Mayor-President Kip Holden on Friday officially launched an initiative to help black and Latino boys overcome barriers to success in adulthood, focusing on getting them ready for school and reading on grade level by the time they are 8 years old.

“I have faith that in every one of you that you can be successful,” Holden told a group of boys that was gathered in the auditorium of a local truancy center. “But without you believing you can be successful, that will not be possible.”

The launch, which attracted more than 150 people, is part of the federal “My Brother’s Keeper” initiative that seeks to surmount “persistent opportunity gaps and to tear down barriers that too often prevent boys and young men of color and other young people from realizing their potential.”

Among the supporters of the effort is former LSU basketball star and Los Angeles Clippers player Glen “Big Baby” Davis.
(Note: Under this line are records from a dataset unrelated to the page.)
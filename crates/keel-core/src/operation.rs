use std::fmt;

use serde::{Deserialize, Serialize};
use serde_json::Value;

use crate::model::{ColumnType, ForeignKey};

/// One schema mutation.
#[derive(Debug, Clone, PartialEq, Serialize, Deserialize)]
#[serde(tag = "type")]
pub enum Operation {
    #[serde(rename = "table.create")]
    TableCreate { table: String },

    #[serde(rename = "table.rename", rename_all = "camelCase")]
    TableRename { from_name: String, to_name: String },

    #[serde(rename = "table.comment.set")]
    TableCommentSet {
        table: String,
        comment: Option<String>,
    },

    #[serde(rename = "table.drop")]
    TableDrop { table: String },

    #[serde(rename = "table.index.create", rename_all = "camelCase")]
    TableIndexCreate {
        table: String,
        columns: Vec<String>,
        index_name: Option<String>,
        index_type: Option<String>,
    },

    #[serde(rename = "table.index.drop", rename_all = "camelCase")]
    TableIndexDrop {
        table: String,
        columns: Vec<String>,
        index_name: Option<String>,
    },

    #[serde(rename = "table.unique.create", rename_all = "camelCase")]
    TableUniqueCreate {
        table: String,
        columns: Vec<String>,
        index_name: Option<String>,
    },

    #[serde(rename = "table.unique.drop", rename_all = "camelCase")]
    TableUniqueDrop {
        table: String,
        columns: Vec<String>,
        index_name: Option<String>,
    },

    /// `columns: None` removes the primary key. `previous_name` is the name of the
    /// primary being replaced when it does not carry the default name.
    #[serde(rename = "table.primary.set", rename_all = "camelCase")]
    TablePrimarySet {
        table: String,
        columns: Option<Vec<String>>,
        index_name: Option<String>,
        #[serde(default)]
        previous_name: Option<String>,
    },

    #[serde(rename = "table.foreign.create")]
    TableForeignCreate {
        table: String,
        column: String,
        reference: ForeignKey,
    },

    #[serde(rename = "table.foreign.drop")]
    TableForeignDrop { table: String, column: String },

    #[serde(rename = "column.create", rename_all = "camelCase")]
    ColumnCreate {
        table: String,
        column: String,
        column_type: ColumnType,
        args: Vec<Value>,
    },

    #[serde(rename = "column.rename", rename_all = "camelCase")]
    ColumnRename {
        table: String,
        from_name: String,
        to_name: String,
    },

    #[serde(rename = "column.type.set", rename_all = "camelCase")]
    ColumnTypeSet {
        table: String,
        column: String,
        column_type: ColumnType,
        args: Vec<Value>,
    },

    #[serde(rename = "column.comment.set")]
    ColumnCommentSet {
        table: String,
        column: String,
        comment: Option<String>,
    },

    #[serde(rename = "column.nullable.set")]
    ColumnNullableSet {
        table: String,
        column: String,
        nullable: bool,
    },

    /// `value: None` removes the default.
    #[serde(rename = "column.default.set")]
    ColumnDefaultSet {
        table: String,
        column: String,
        value: Option<Value>,
    },

    #[serde(rename = "column.drop")]
    ColumnDrop { table: String, column: String },
}

/// Discriminant of [`Operation`], used to key hooks and sort priorities.
#[derive(Debug, Clone, Copy, PartialEq, Eq, Hash, PartialOrd, Ord)]
pub enum OperationKind {
    TableCreate,
    TableRename,
    TableCommentSet,
    TableDrop,
    TableIndexCreate,
    TableIndexDrop,
    TableUniqueCreate,
    TableUniqueDrop,
    TablePrimarySet,
    TableForeignCreate,
    TableForeignDrop,
    ColumnCreate,
    ColumnRename,
    ColumnTypeSet,
    ColumnCommentSet,
    ColumnNullableSet,
    ColumnDefaultSet,
    ColumnDrop,
}

impl OperationKind {
    pub const ALL: [OperationKind; 18] = [
        OperationKind::TableCreate,
        OperationKind::TableRename,
        OperationKind::TableCommentSet,
        OperationKind::TableDrop,
        OperationKind::TableIndexCreate,
        OperationKind::TableIndexDrop,
        OperationKind::TableUniqueCreate,
        OperationKind::TableUniqueDrop,
        OperationKind::TablePrimarySet,
        OperationKind::TableForeignCreate,
        OperationKind::TableForeignDrop,
        OperationKind::ColumnCreate,
        OperationKind::ColumnRename,
        OperationKind::ColumnTypeSet,
        OperationKind::ColumnCommentSet,
        OperationKind::ColumnNullableSet,
        OperationKind::ColumnDefaultSet,
        OperationKind::ColumnDrop,
    ];

    pub fn as_str(&self) -> &'static str {
        match self {
            OperationKind::TableCreate => "table.create",
            OperationKind::TableRename => "table.rename",
            OperationKind::TableCommentSet => "table.comment.set",
            OperationKind::TableDrop => "table.drop",
            OperationKind::TableIndexCreate => "table.index.create",
            OperationKind::TableIndexDrop => "table.index.drop",
            OperationKind::TableUniqueCreate => "table.unique.create",
            OperationKind::TableUniqueDrop => "table.unique.drop",
            OperationKind::TablePrimarySet => "table.primary.set",
            OperationKind::TableForeignCreate => "table.foreign.create",
            OperationKind::TableForeignDrop => "table.foreign.drop",
            OperationKind::ColumnCreate => "column.create",
            OperationKind::ColumnRename => "column.rename",
            OperationKind::ColumnTypeSet => "column.type.set",
            OperationKind::ColumnCommentSet => "column.comment.set",
            OperationKind::ColumnNullableSet => "column.nullable.set",
            OperationKind::ColumnDefaultSet => "column.default.set",
            OperationKind::ColumnDrop => "column.drop",
        }
    }

    pub fn parse(s: &str) -> Option<Self> {
        Self::ALL.into_iter().find(|k| k.as_str() == s)
    }
}

impl fmt::Display for OperationKind {
    fn fmt(&self, f: &mut fmt::Formatter<'_>) -> fmt::Result {
        f.write_str(self.as_str())
    }
}

impl Operation {
    pub fn kind(&self) -> OperationKind {
        match self {
            Operation::TableCreate { .. } => OperationKind::TableCreate,
            Operation::TableRename { .. } => OperationKind::TableRename,
            Operation::TableCommentSet { .. } => OperationKind::TableCommentSet,
            Operation::TableDrop { .. } => OperationKind::TableDrop,
            Operation::TableIndexCreate { .. } => OperationKind::TableIndexCreate,
            Operation::TableIndexDrop { .. } => OperationKind::TableIndexDrop,
            Operation::TableUniqueCreate { .. } => OperationKind::TableUniqueCreate,
            Operation::TableUniqueDrop { .. } => OperationKind::TableUniqueDrop,
            Operation::TablePrimarySet { .. } => OperationKind::TablePrimarySet,
            Operation::TableForeignCreate { .. } => OperationKind::TableForeignCreate,
            Operation::TableForeignDrop { .. } => OperationKind::TableForeignDrop,
            Operation::ColumnCreate { .. } => OperationKind::ColumnCreate,
            Operation::ColumnRename { .. } => OperationKind::ColumnRename,
            Operation::ColumnTypeSet { .. } => OperationKind::ColumnTypeSet,
            Operation::ColumnCommentSet { .. } => OperationKind::ColumnCommentSet,
            Operation::ColumnNullableSet { .. } => OperationKind::ColumnNullableSet,
            Operation::ColumnDefaultSet { .. } => OperationKind::ColumnDefaultSet,
            Operation::ColumnDrop { .. } => OperationKind::ColumnDrop,
        }
    }

    /// Name of the table the operation acts on. For a table rename this is the old name.
    pub fn table(&self) -> &str {
        match self {
            Operation::TableRename { from_name, .. } => from_name,
            Operation::TableCreate { table }
            | Operation::TableCommentSet { table, .. }
            | Operation::TableDrop { table }
            | Operation::TableIndexCreate { table, .. }
            | Operation::TableIndexDrop { table, .. }
            | Operation::TableUniqueCreate { table, .. }
            | Operation::TableUniqueDrop { table, .. }
            | Operation::TablePrimarySet { table, .. }
            | Operation::TableForeignCreate { table, .. }
            | Operation::TableForeignDrop { table, .. }
            | Operation::ColumnCreate { table, .. }
            | Operation::ColumnRename { table, .. }
            | Operation::ColumnTypeSet { table, .. }
            | Operation::ColumnCommentSet { table, .. }
            | Operation::ColumnNullableSet { table, .. }
            | Operation::ColumnDefaultSet { table, .. }
            | Operation::ColumnDrop { table, .. } => table,
        }
    }

    /// Column the operation acts on, for column-scoped operations and foreign keys.
    pub fn column(&self) -> Option<&str> {
        match self {
            Operation::TableForeignCreate { column, .. }
            | Operation::TableForeignDrop { column, .. }
            | Operation::ColumnCreate { column, .. }
            | Operation::ColumnTypeSet { column, .. }
            | Operation::ColumnCommentSet { column, .. }
            | Operation::ColumnNullableSet { column, .. }
            | Operation::ColumnDefaultSet { column, .. }
            | Operation::ColumnDrop { column, .. } => Some(column),
            Operation::ColumnRename { to_name, .. } => Some(to_name),
            _ => None,
        }
    }
}

impl fmt::Display for Operation {
    fn fmt(&self, f: &mut fmt::Formatter<'_>) -> fmt::Result {
        match self {
            Operation::TableRename { from_name, to_name } => {
                write!(f, "{} {} -> {}", self.kind(), from_name, to_name)
            }
            Operation::ColumnRename {
                table,
                from_name,
                to_name,
            } => write!(f, "{} {}.{} -> {}", self.kind(), table, from_name, to_name),
            _ => match self.column() {
                Some(column) => write!(f, "{} {}.{}", self.kind(), self.table(), column),
                None => write!(f, "{} {}", self.kind(), self.table()),
            },
        }
    }
}
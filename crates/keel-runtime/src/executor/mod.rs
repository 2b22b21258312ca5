//! Transactional, grouped application of sorted operations.

mod group;

pub use group::{next_group, GroupKind, OperationGroup};

use std::collections::VecDeque;
use std::future::Future;
use std::pin::Pin;
use std::sync::Arc;

use keel_core::{Operation, Result};
use tracing::{debug, info, warn};

use crate::plugin::{HookPhase, HookRegistry};
use crate::sort::OperationSorter;

/// Executes the DDL for one group on an open connection.
pub trait SchemaApplier<C>: Send + Sync {
    fn apply<'a>(
        &'a self,
        conn: &'a mut C,
        group: &'a OperationGroup,
    ) -> Pin<Box<dyn Future<Output = Result<()>> + Send + 'a>>;
}

/// A transaction the executor can run inside and then settle.
pub trait MigrationTransaction: Send {
    type Connection: Send;

    fn connection(&mut self) -> &mut Self::Connection;

    fn commit(self) -> Pin<Box<dyn Future<Output = Result<()>> + Send>>;

    fn rollback(self) -> Pin<Box<dyn Future<Output = Result<()>> + Send>>;
}

/// Applies operations group by group, firing plugin hooks around each group.
pub struct MigrationExecutor<C> {
    applier: Arc<dyn SchemaApplier<C>>,
    hooks: HookRegistry<C>,
}

impl<C: Send> MigrationExecutor<C> {
    /// Create a new executor with no hooks.
    pub fn new<A: SchemaApplier<C> + 'static>(applier: A) -> Self {
        Self {
            applier: Arc::new(applier),
            hooks: HookRegistry::new(),
        }
    }

    pub fn with_hooks(mut self, hooks: HookRegistry<C>) -> Self {
        self.hooks = hooks;
        self
    }

    pub fn hooks(&self) -> &HookRegistry<C> {
        &self.hooks
    }

    /// Sort and apply `operations` on `conn`. Returns the operations in the order they
    /// were applied. The first failure stops the run.
    pub async fn apply(&self, conn: &mut C, mut operations: Vec<Operation>) -> Result<Vec<Operation>> {
        OperationSorter::sort(&mut operations);
        let mut queue: VecDeque<Operation> = operations.into();
        let mut applied = Vec::with_capacity(queue.len());

        while let Some(group) = next_group(&mut queue) {
            debug!(
                table = %group.table,
                kind = ?group.kind,
                operations = group.len(),
                "Applying group"
            );
            self.apply_group(conn, &group).await?;
            applied.extend(group.into_operations());
        }

        Ok(applied)
    }

    async fn apply_group(&self, conn: &mut C, group: &OperationGroup) -> Result<()> {
        self.hooks.fire(HookPhase::Before, &group.parent, conn).await?;
        for child in &group.children {
            self.hooks.fire(HookPhase::Before, child, conn).await?;
        }

        self.applier.apply(conn, group).await?;

        for child in &group.children {
            self.hooks.fire(HookPhase::After, child, conn).await?;
        }
        self.hooks.fire(HookPhase::After, &group.parent, conn).await
    }

    /// Apply `operations` inside `tx`: committed when everything succeeded, rolled back
    /// otherwise.
    pub async fn execute<T>(&self, mut tx: T, operations: Vec<Operation>) -> Result<Vec<Operation>>
    where
        T: MigrationTransaction<Connection = C>,
    {
        match self.apply(tx.connection(), operations).await {
            Ok(applied) => {
                tx.commit().await?;
                info!(operations = applied.len(), "Migration committed");
                Ok(applied)
            }
            Err(e) => {
                warn!(error = %e, "Migration failed, rolling back");
                if let Err(rollback) = tx.rollback().await {
                    warn!(error = %rollback, "Rollback failed");
                }
                Err(e)
            }
        }
    }
}
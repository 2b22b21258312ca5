//! Abstract relational model shared by the builder, the introspector and the diff engine.

mod column;
mod database;
mod table;

pub use column::{ColumnType, ForeignKey, TableColumn, UnresolvedForeignKey};
pub use database::AbstractDatabase;
pub use table::{Index, Primary, Table, Unique};

/// Key/value directives parsed from a description.
pub type Annotations = serde_json::Map<String, serde_json::Value>;
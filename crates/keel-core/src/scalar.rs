use std::collections::HashMap;

use serde::{Deserialize, Serialize};
use serde_json::Value;
use tracing::warn;

use crate::model::{Annotations, ColumnType};

/// Column type and arguments derived for a field.
#[derive(Debug, Clone, PartialEq, Serialize, Deserialize)]
pub struct ColumnSpec {
    #[serde(rename = "type")]
    pub column_type: ColumnType,
    #[serde(default)]
    pub args: Vec<Value>,
}

impl ColumnSpec {
    pub fn new(column_type: ColumnType) -> Self {
        Self {
            column_type,
            args: Vec::new(),
        }
    }
}

/// A configured scalar mapping, either a bare type name or a type with arguments.
#[derive(Debug, Clone, PartialEq, Serialize, Deserialize)]
#[serde(untagged)]
pub enum ScalarOverride {
    Type(ColumnType),
    Detailed(ColumnSpec),
}

impl ScalarOverride {
    fn into_spec(self) -> ColumnSpec {
        match self {
            ScalarOverride::Type(column_type) => ColumnSpec::new(column_type),
            ScalarOverride::Detailed(spec) => spec,
        }
    }
}

/// Maps source scalars to column types.
///
/// Precedence: a `type` annotation, then configured overrides, then the built-in table.
#[derive(Debug, Clone, Default)]
pub struct ScalarTypeMapper {
    overrides: HashMap<String, ColumnSpec>,
}

impl ScalarTypeMapper {
    pub fn new() -> Self {
        Self::default()
    }

    pub fn with_overrides(overrides: HashMap<String, ScalarOverride>) -> Self {
        Self {
            overrides: overrides
                .into_iter()
                .map(|(name, o)| (name, o.into_spec()))
                .collect(),
        }
    }

    pub fn insert(&mut self, scalar: impl Into<String>, spec: ColumnSpec) {
        self.overrides.insert(scalar.into(), spec);
    }

    /// Resolve the column type for `scalar` (absent when the type is forced by annotation).
    ///
    /// Returns `None` when nothing applies.
    pub fn map(&self, scalar: Option<&str>, annotations: &Annotations) -> Option<ColumnSpec> {
        if let Some(forced) = annotations.get("type") {
            let Some(name) = forced.as_str() else {
                warn!(annotation = %forced, "Column type annotation must be a string");
                return None;
            };
            let column_type = match name.parse::<ColumnType>() {
                Ok(t) => t,
                Err(e) => {
                    warn!("{}", e);
                    return None;
                }
            };
            return with_annotation_args(ColumnSpec::new(column_type), annotations);
        }

        let scalar = scalar?;
        let base = self
            .overrides
            .get(scalar)
            .cloned()
            .or_else(|| builtin(scalar))?;
        with_annotation_args(base, annotations)
    }
}

fn builtin(scalar: &str) -> Option<ColumnSpec> {
    let column_type = match scalar {
        "ID" => ColumnType::Uuid,
        "String" => ColumnType::String,
        "Int" => ColumnType::Integer,
        "Float" => ColumnType::Float,
        "Boolean" => ColumnType::Boolean,
        _ => return None,
    };
    Some(ColumnSpec::new(column_type))
}

fn with_annotation_args(mut spec: ColumnSpec, annotations: &Annotations) -> Option<ColumnSpec> {
    match spec.column_type {
        ColumnType::String => {
            if let Some(length) = annotations.get("length") {
                spec.args = vec![length.clone()];
            }
        }
        ColumnType::Decimal => {
            if let Some(precision) = annotations.get("precision") {
                spec.args = vec![precision.clone()];
                if let Some(scale) = annotations.get("scale") {
                    spec.args.push(scale.clone());
                }
            }
        }
        ColumnType::Float => {
            if let Some(precision) = annotations.get("precision") {
                spec.args = vec![precision.clone()];
            }
            spec.args = float_args(spec.args);
        }
        ColumnType::Enum => match annotations.get("values") {
            Some(values @ Value::Array(_)) => spec.args = vec![values.clone()],
            _ if !spec.args.is_empty() => {}
            _ => {
                warn!("Enum column type requires a 'values' annotation");
                return None;
            }
        },
        _ => {}
    }
    Some(spec)
}

/// Floats are stored as `real` or `double precision`, so a precision above 24 reads
/// back as 53 and anything lower as no precision at all.
fn float_args(args: Vec<Value>) -> Vec<Value> {
    match args.first() {
        None | Some(Value::Null) => Vec::new(),
        Some(precision) => match precision.as_u64() {
            Some(p) if p > 24 => vec![Value::from(53)],
            Some(_) => Vec::new(),
            None => args,
        },
    }
}

#[cfg(test)]
mod tests {
    use super::*;
    use serde_json::json;

    fn annotations(value: Value) -> Annotations {
        match value {
            Value::Object(map) => map,
            _ => Annotations::new(),
        }
    }

    #[test]
    fn test_builtin_scalars() {
        let mapper = ScalarTypeMapper::new();
        let none = Annotations::new();
        assert_eq!(mapper.map(Some("ID"), &none).unwrap().column_type, ColumnType::Uuid);
        assert_eq!(mapper.map(Some("String"), &none).unwrap().column_type, ColumnType::String);
        assert_eq!(mapper.map(Some("Int"), &none).unwrap().column_type, ColumnType::Integer);
        assert_eq!(mapper.map(Some("Float"), &none).unwrap().column_type, ColumnType::Float);
        assert_eq!(mapper.map(Some("Boolean"), &none).unwrap().column_type, ColumnType::Boolean);
        assert!(mapper.map(Some("Date"), &none).is_none());
        assert!(mapper.map(None, &none).is_none());
    }

    #[test]
    fn test_forced_type_with_length() {
        let mapper = ScalarTypeMapper::new();
        let spec = mapper
            .map(Some("ID"), &annotations(json!({ "type": "string", "length": 36 })))
            .unwrap();
        assert_eq!(spec.column_type, ColumnType::String);
        assert_eq!(spec.args, vec![json!(36)]);
    }

    #[test]
    fn test_forced_type_without_scalar() {
        let mapper = ScalarTypeMapper::new();
        let spec = mapper.map(None, &annotations(json!({ "type": "json" }))).unwrap();
        assert_eq!(spec.column_type, ColumnType::Json);
        assert!(mapper.map(None, &annotations(json!({ "type": "varchar" }))).is_none());
    }

    #[test]
    fn test_override_wins_over_builtin() {
        let mut overrides = HashMap::new();
        overrides.insert("ID".to_string(), ScalarOverride::Type(ColumnType::BigInteger));
        overrides.insert(
            "Money".to_string(),
            ScalarOverride::Detailed(ColumnSpec {
                column_type: ColumnType::Decimal,
                args: vec![json!(12), json!(2)],
            }),
        );
        let mapper = ScalarTypeMapper::with_overrides(overrides);
        let none = Annotations::new();

        assert_eq!(mapper.map(Some("ID"), &none).unwrap().column_type, ColumnType::BigInteger);
        let money = mapper.map(Some("Money"), &none).unwrap();
        assert_eq!(money.args, vec![json!(12), json!(2)]);

        let precise = mapper
            .map(Some("Money"), &annotations(json!({ "precision": 20, "scale": 4 })))
            .unwrap();
        assert_eq!(precise.args, vec![json!(20), json!(4)]);
    }

    #[test]
    fn test_float_precision_matches_storage() {
        let mapper = ScalarTypeMapper::new();
        let single = mapper
            .map(Some("Float"), &annotations(json!({ "precision": 10, "scale": 2 })))
            .unwrap();
        assert!(single.args.is_empty());

        let double = mapper
            .map(Some("Float"), &annotations(json!({ "precision": 40 })))
            .unwrap();
        assert_eq!(double.args, vec![json!(53)]);

        let mut overrides = HashMap::new();
        overrides.insert(
            "Ratio".to_string(),
            ScalarOverride::Detailed(ColumnSpec {
                column_type: ColumnType::Float,
                args: vec![json!(53)],
            }),
        );
        let mapper = ScalarTypeMapper::with_overrides(overrides);
        let ratio = mapper.map(Some("Ratio"), &Annotations::new()).unwrap();
        assert_eq!(ratio.args, vec![json!(53)]);
    }

    #[test]
    fn test_forced_enum_needs_values() {
        let mapper = ScalarTypeMapper::new();
        assert!(mapper.map(None, &annotations(json!({ "type": "enum" }))).is_none());
        let spec = mapper
            .map(None, &annotations(json!({ "type": "enum", "values": ["a", "b"] })))
            .unwrap();
        assert_eq!(spec.args, vec![json!(["a", "b"])]);
    }
}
“With our young people, there are so many gaps,” Davis said. “This program fills in some of those gaps.”

Baton Rouge is one of more than 200 communities that has accepted the challenge.

Under President Barack Obama’s initiative, businesses, foundations and community groups will coordinate investments to support programs that help keep young people out of the criminal justice system and improve their access to higher education. Several foundations pledged at least $300 million over five years to promote that goal.

For its part, Baton Rouge’s My Brother’s Keeper task force has developed a local action plan laying out initial plans to improve school readiness, which it plans to submit to the White House later this month.

Gail Grover, the mayor’s assistant chief administrative officer, is heading up the task force. She said in all likelihood the task force will seek a grant to help fund aspects of its work but is still determining where additional resources might be needed.

She said the focus on early childhood and elementary reading emerged during a summit the task force held.

“We thought that there would be less redirection of teenagers (into the criminal justice system) if we started with zero to third grade,” Grover said.

Grover noted the city-parish already has programs that aim to help older kids, including the BRAVE program.

The task force plans to focus much of its initial work on early literacy, specifically helping Volunteers In Public Schools and its Everybody Reads program. That program recruits and trains adults who sit down with struggling readers at least once a week to help them learn to read. There are 15 schools targeted, with the goal of finding nearly 400 more VIPS reading friends for children who don’t have adults to read with.

“We know it works. It makes a difference,” said Judy Bethly, executive director of VIPS.